El tambor de troncos horizontal, o teponaztli, a veces se describe como un xilófono de dos teclas. Parecía un tronco de madera encerrado en cada extremo y a menudo estaba cubierto con diseños tallados. Una hendidura en forma de I en la parte superior permitió que las lenguas de cada lado produjeran un tono acuoso cálido diferente cuando se golpeaban con mazos con puntas de caucho natural llamadas olmaitl. También se cortó una "I" en la base para aumentar el volumen. Un baterista generalmente se paraba para tocar el teponaztli, que se colocó sobre un soporte.

Las pieles de ciervos, jaguares y monos se combinaron con madera y arcilla en muchas formas y tamaños para hacer tambores. Un ejemplo notable por su poder expresivo y uso ritual es el huéhuetlo un zakatán, un gran tambor vertical de tres patas que el músico tocaba con las manos estando de pie.

El teponazhuéhuetl era un instrumento de combinación similar al teponaztli pero con una piel en cada extremo del cuerpo cilíndrico. También se elaboraron pequeños bongos de arcilla con tonos vivos y alegres.

Un instrumento de percusión inusual era el tambor de agua, llamado así porque consistía en un recipiente que contenía agua en el que flotaba la mitad de una calabaza ahuecada, con su lado convexo hacia el músico. Este fue batido con un palo cubierto con hojas de maíz.

El caparazón de tortuga se jugaba con un cuerno de ciervo, un palo de goma o una rama de árbol. Diferentes conchas produjeron diferentes tonos.

Una piedra se convirtió en un instrumento de percusión cuando se golpeó contra una más pequeña.
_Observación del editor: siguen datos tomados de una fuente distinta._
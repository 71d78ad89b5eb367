//! Pipeline settings. Loaded once at startup and frozen into the immutable
//! lookups the components share.

use std::collections::HashMap;
use std::path::Path;
use std::time::Duration;

use anyhow::Context;
use nt_core::text::normalize;
use nt_core::{Reliability, Result, SourceConfig};
use serde::{Deserialize, Serialize};

pub const DEFAULT_BREAKING_KEYWORDS: &[&str] = &[
    "urgent",
    "alerte",
    "breaking",
    "décès",
    "mort",
    "attentat",
    "explosion",
    "séisme",
    "incendie",
    "accident",
    "coup d'état",
    "démission",
    "évacuation",
    "flash",
];

#[derive(Debug, Clone, PartialEq, Serialize, Deserialize)]
#[serde(rename_all = "camelCase", default)]
pub struct DedupConfig {
    /// Characters of content folded into the fingerprint.
    pub content_prefix_chars: usize,
    pub lookback_hours: i64,
    /// Newest processed articles considered for title similarity.
    pub candidate_pool: usize,
    /// Candidates must score strictly above this.
    pub candidate_threshold: f64,
    pub max_candidates: usize,
    /// Offline verdict turns into MERGE strictly above this.
    pub fallback_merge_threshold: f64,
    pub snippet_chars: usize,
}

impl Default for DedupConfig {
    fn default() -> Self {
        Self {
            content_prefix_chars: 200,
            lookback_hours: 48,
            candidate_pool: 100,
            candidate_threshold: 0.5,
            max_candidates: 5,
            fallback_merge_threshold: 0.7,
            snippet_chars: 300,
        }
    }
}

impl DedupConfig {
    pub fn lookback(&self) -> chrono::Duration {
        chrono::Duration::hours(self.lookback_hours)
    }
}

#[derive(Debug, Clone, PartialEq, Serialize, Deserialize)]
#[serde(rename_all = "camelCase", default)]
pub struct PipelineConfig {
    pub dedup: DedupConfig,
    /// Cluster size at which a synthesized article is produced.
    pub synthesis_threshold: usize,
    pub synthesis_content_chars: usize,
    pub capability_timeout_secs: u64,
    pub breaking_keywords: Vec<String>,
    pub sources: Vec<SourceConfig>,
}

impl Default for PipelineConfig {
    fn default() -> Self {
        Self {
            dedup: DedupConfig::default(),
            synthesis_threshold: 3,
            synthesis_content_chars: 1000,
            capability_timeout_secs: 30,
            breaking_keywords: DEFAULT_BREAKING_KEYWORDS.iter().map(|k| k.to_string()).collect(),
            sources: default_sources(),
        }
    }
}

fn default_sources() -> Vec<SourceConfig> {
    let source = |id: &str, name: &str, url: &str, reliability| SourceConfig {
        id: id.to_string(),
        name: name.to_string(),
        url: Some(url.to_string()),
        reliability,
    };
    vec![
        source("union", "L'Union", "https://www.union.sonapresse.com", Reliability::High),
        source("agp", "AGP Gabon", "https://www.agpgabon.ga", Reliability::High),
        source("gabonreview", "Gabonreview", "https://www.gabonreview.com", Reliability::Medium),
        source("gabonactu", "Gabonactu", "https://gabonactu.com", Reliability::Medium),
        source("gabonmediatime", "Gabon Media Time", "https://www.gabonmediatime.com", Reliability::Low),
    ]
}

impl PipelineConfig {
    pub fn from_json(json: &str) -> Result<Self> {
        Ok(serde_json::from_str(json)?)
    }

    pub fn load(path: &Path) -> Result<Self> {
        let json = std::fs::read_to_string(path)
            .with_context(|| format!("reading pipeline config {}", path.display()))?;
        let config = Self::from_json(&json)?;
        tracing::info!(
            path = %path.display(),
            sources = config.sources.len(),
            keywords = config.breaking_keywords.len(),
            "Loaded pipeline configuration"
        );
        Ok(config)
    }

    pub fn capability_timeout(&self) -> Duration {
        Duration::from_secs(self.capability_timeout_secs)
    }

    pub fn source_directory(&self) -> SourceDirectory {
        SourceDirectory::new(self.sources.clone())
    }

    pub fn keyword_gate(&self) -> KeywordGate {
        KeywordGate::new(&self.breaking_keywords)
    }
}

/// Static source table keyed by source id.
#[derive(Debug, Clone, Default)]
pub struct SourceDirectory {
    sources: HashMap<String, SourceConfig>,
}

impl SourceDirectory {
    pub fn new(sources: Vec<SourceConfig>) -> Self {
        Self {
            sources: sources.into_iter().map(|s| (s.id.clone(), s)).collect(),
        }
    }

    pub fn get(&self, id: &str) -> Option<&SourceConfig> {
        self.sources.get(id)
    }

    /// Unknown sources rank lowest.
    pub fn reliability(&self, id: &str) -> Reliability {
        self.get(id).map(|s| s.reliability).unwrap_or_default()
    }

    /// The configured source, or a low-reliability placeholder named after
    /// the id.
    pub fn resolve(&self, id: &str) -> SourceConfig {
        self.get(id).cloned().unwrap_or_else(|| SourceConfig {
            id: id.to_string(),
            name: id.to_string(),
            url: None,
            reliability: Reliability::Low,
        })
    }

    pub fn all(&self) -> Vec<&SourceConfig> {
        let mut sources: Vec<_> = self.sources.values().collect();
        sources.sort_by(|a, b| a.id.cmp(&b.id));
        sources
    }

    pub fn len(&self) -> usize {
        self.sources.len()
    }

    pub fn is_empty(&self) -> bool {
        self.sources.is_empty()
    }
}

/// Title pre-filter for breaking-news scoring. Matching ignores case and
/// accents.
#[derive(Debug, Clone, Default)]
pub struct KeywordGate {
    keywords: Vec<(String, String)>,
}

impl KeywordGate {
    pub fn new<S: AsRef<str>>(keywords: &[S]) -> Self {
        let keywords = keywords
            .iter()
            .map(|k| (k.as_ref().to_string(), normalize(k.as_ref())))
            .filter(|(_, folded)| !folded.is_empty())
            .collect();
        Self { keywords }
    }

    /// First keyword found in the title.
    pub fn matches(&self, title: &str) -> Option<&str> {
        let folded = normalize(title);
        self.keywords
            .iter()
            .find(|(_, keyword)| folded.contains(keyword.as_str()))
            .map(|(original, _)| original.as_str())
    }
}
#[async_trait]
impl ContentStore for SQLiteStorage {
    async fn insert_raw(&self, article: &RawArticle) -> Result<()> {
        sqlx::query(
            r#"
            INSERT INTO raw_articles
            (id, source_id, source_name, title, content, url, published_at, ingested_at,
             image_url, author, content_hash, processed, skipped)
            VALUES (?, ?, ?, ?, ?, ?, ?, ?, ?, ?, ?, ?, ?)
            "#,
        )
        .bind(article.id.to_string())
        .bind(&article.source_id)
        .bind(&article.source_name)
        .bind(&article.title)
        .bind(&article.content)
        .bind(&article.url)
        .bind(ts(article.published_at))
        .bind(ts(article.ingested_at))
        .bind(article.image_url.as_deref())
        .bind(article.author.as_deref())
        .bind(&article.content_hash)
        .bind(article.processed as i64)
        .bind(article.skipped as i64)
        .execute(&self.pool)
        .await
        .map_err(write_err("Failed to store raw article"))?;
        Ok(())
    }

    async fn get_raw(&self, id: Uuid) -> Result<Option<RawArticle>> {
        let row = sqlx::query("SELECT * FROM raw_articles WHERE id = ?")
            .bind(id.to_string())
            .fetch_optional(&self.pool)
            .await
            .map_err(read_err("Failed to load raw article"))?;
        row.as_ref().map(raw_from_row).transpose()
    }

    async fn get_raw_many(&self, ids: &[Uuid]) -> Result<Vec<RawArticle>> {
        if ids.is_empty() {
            return Ok(Vec::new());
        }
        let sql = format!("SELECT * FROM raw_articles WHERE id IN ({})", placeholders(ids.len()));
        let mut query = sqlx::query(&sql);
        for id in ids {
            query = query.bind(id.to_string());
        }
        let rows = query
            .fetch_all(&self.pool)
            .await
            .map_err(read_err("Failed to load raw articles"))?;
        raws_from_rows(&rows)
    }

    async fn find_raw_by_url(&self, url: &str) -> Result<Option<RawArticle>> {
        let row = sqlx::query("SELECT * FROM raw_articles WHERE url = ? LIMIT 1")
            .bind(url)
            .fetch_optional(&self.pool)
            .await
            .map_err(read_err("Failed to look up raw article by url"))?;
        row.as_ref().map(raw_from_row).transpose()
    }

    async fn find_processed_by_hash(&self, hash: &str, since: DateTime<Utc>) -> Result<Vec<RawArticle>> {
        let rows = sqlx::query(
            "SELECT * FROM raw_articles WHERE processed = 1 AND content_hash = ? AND ingested_at >= ?",
        )
        .bind(hash)
        .bind(ts(since))
        .fetch_all(&self.pool)
        .await
        .map_err(read_err("Failed to find articles by hash"))?;
        raws_from_rows(&rows)
    }

    async fn recent_processed(&self, since: DateTime<Utc>, limit: usize) -> Result<Vec<RawArticle>> {
        let rows = sqlx::query(
            r#"
            SELECT * FROM raw_articles
            WHERE processed = 1 AND ingested_at >= ?
            ORDER BY ingested_at DESC
            LIMIT ?
            "#,
        )
        .bind(ts(since))
        .bind(limit as i64)
        .fetch_all(&self.pool)
        .await
        .map_err(read_err("Failed to load recent articles"))?;
        raws_from_rows(&rows)
    }

    async fn unprocessed(&self, limit: usize) -> Result<Vec<RawArticle>> {
        let rows = sqlx::query(
            "SELECT * FROM raw_articles WHERE processed = 0 ORDER BY ingested_at ASC LIMIT ?",
        )
        .bind(limit as i64)
        .fetch_all(&self.pool)
        .await
        .map_err(read_err("Failed to load unprocessed articles"))?;
        raws_from_rows(&rows)
    }

    async fn mark_processed(&self, id: Uuid, skipped: bool) -> Result<bool> {
        let result = sqlx::query(
            "UPDATE raw_articles SET processed = 1, skipped = ? WHERE id = ? AND processed = 0",
        )
        .bind(skipped as i64)
        .bind(id.to_string())
        .execute(&self.pool)
        .await
        .map_err(write_err("Failed to mark article processed"))?;

        if result.rows_affected() == 1 {
            return Ok(true);
        }
        match self.get_raw(id).await? {
            Some(_) => Ok(false),
            None => Err(Error::not_found("raw article", id)),
        }
    }

    async fn insert_processed(&self, article: &ProcessedArticle) -> Result<bool> {
        let data = serde_json::to_string(article)?;
        let result = sqlx::query("INSERT OR IGNORE INTO processed_articles (id, processed_at, data) VALUES (?, ?, ?)")
            .bind(article.id.to_string())
            .bind(ts(article.processed_at))
            .bind(data)
            .execute(&self.pool)
            .await
            .map_err(write_err("Failed to store processed article"))?;
        Ok(result.rows_affected() == 1)
    }

    async fn get_processed(&self, id: Uuid) -> Result<Option<ProcessedArticle>> {
        let row = sqlx::query("SELECT data FROM processed_articles WHERE id = ?")
            .bind(id.to_string())
            .fetch_optional(&self.pool)
            .await
            .map_err(read_err("Failed to load processed article"))?;
        match row {
            Some(row) => Ok(Some(serde_json::from_str(row.get("data"))?)),
            None => Ok(None),
        }
    }

    async fn list_processed(&self, limit: usize) -> Result<Vec<ProcessedArticle>> {
        let rows = sqlx::query("SELECT data FROM processed_articles ORDER BY processed_at DESC LIMIT ?")
            .bind(limit as i64)
            .fetch_all(&self.pool)
            .await
            .map_err(read_err("Failed to list processed articles"))?;
        rows.iter()
            .map(|row| serde_json::from_str(row.get("data")).map_err(Error::from))
            .collect()
    }

    async fn attach_to_cluster(
        &self,
        article_id: Uuid,
        matching_ids: &BTreeSet<Uuid>,
        category: Category,
    ) -> Result<ClusterAttachment> {
        let mut lookup = matching_ids.clone();
        lookup.insert(article_id);

        let mut conn = self.pool.acquire().await.map_err(read_err("Failed to acquire connection"))?;
        // IMMEDIATE takes the write lock up front so two runs cannot both
        // miss the cluster and create one each.
        sqlx::query("BEGIN IMMEDIATE")
            .execute(&mut *conn)
            .await
            .map_err(write_err("Failed to begin cluster transaction"))?;

        match Self::attach_in_transaction(&mut conn, article_id, &lookup, category).await {
            Ok(attachment) => {
                sqlx::query("COMMIT")
                    .execute(&mut *conn)
                    .await
                    .map_err(write_err("Failed to commit cluster attach"))?;
                Ok(attachment)
            }
            Err(e) => {
                if let Err(rollback) = sqlx::query("ROLLBACK").execute(&mut *conn).await {
                    tracing::warn!(error = %rollback, "Cluster attach rollback failed");
                }
                Err(e)
            }
        }
    }

    async fn get_cluster(&self, id: Uuid) -> Result<Option<ArticleCluster>> {
        let mut conn = self.pool.acquire().await.map_err(read_err("Failed to acquire connection"))?;
        let row = sqlx::query("SELECT * FROM clusters WHERE id = ?")
            .bind(id.to_string())
            .fetch_optional(&mut *conn)
            .await
            .map_err(read_err("Failed to load cluster"))?;
        let Some(row) = row else {
            return Ok(None);
        };

        let synthesized: Option<String> = row.get("synthesized_article_id");
        let member_ids = Self::cluster_members(&mut conn, &id.to_string()).await?;
        Ok(Some(ArticleCluster {
            id,
            member_ids,
            category: Category::from_label_or_default(row.get("category")),
            created_at: parse_ts(row.get("created_at"))?,
            updated_at: parse_ts(row.get("updated_at"))?,
            synthesized_article_id: synthesized.as_deref().map(parse_id).transpose()?,
        }))
    }

    async fn set_cluster_synthesis(&self, cluster_id: Uuid, article_id: Uuid) -> Result<bool> {
        let result = sqlx::query(
            "UPDATE clusters SET synthesized_article_id = ?, updated_at = ? WHERE id = ? AND synthesized_article_id IS NULL",
        )
        .bind(article_id.to_string())
        .bind(ts(Utc::now()))
        .bind(cluster_id.to_string())
        .execute(&self.pool)
        .await
        .map_err(write_err("Failed to record cluster synthesis"))?;
        if result.rows_affected() == 1 {
            return Ok(true);
        }

        let exists = sqlx::query("SELECT 1 FROM clusters WHERE id = ?")
            .bind(cluster_id.to_string())
            .fetch_optional(&self.pool)
            .await
            .map_err(read_err("Failed to load cluster"))?;
        match exists {
            Some(_) => Ok(false),
            None => Err(Error::not_found("cluster", cluster_id)),
        }
    }
}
El sonido era cristalino y bastante resonante, muy similar al de las botellas que contienen agua.

Probablemente la vasija de barro se tocó como instrumento antes de la Conquista, ya que aún hoy se escucha en la música indígena de diversas regiones y culturas con raíces en el pasado mesoamericano. Sin embargo, no existe ninguna prueba documentada de esto.

Instrumentos de cuerda

Se desconoce si existieron o no instrumentos de cuerda, excepto (probablemente) el arco musical. Este era un tipo de arco de caza cuya cuerda se golpeaba con dos flechas, utilizando una gran calabaza como resonador. Hoy esto se conoce como el tepehuano arco.

Bibliografía

Robert Stevenson, Música en territorio azteca e inca (1968).

Norman Hammond, Música maya clásica (1972).

Sibyl Marcuse, Instrumentos musicales: un diccionario completo (1975).

Luis Antonio Escobar, La música precolombina (1985); Instrumentos musicales de América Latina y el Caribe (1988).

Bibliografía adicional

Arqueología, Inc. Secretos de los mayas. Nueva York: Hather-leigh Press, 2003.

Gómez, Luis Antonio. El libro de música Mexica a través de los cantares mexicanos. México: Colegio Nacional de Bibliotecarios: Información Científica Internacional, 2001.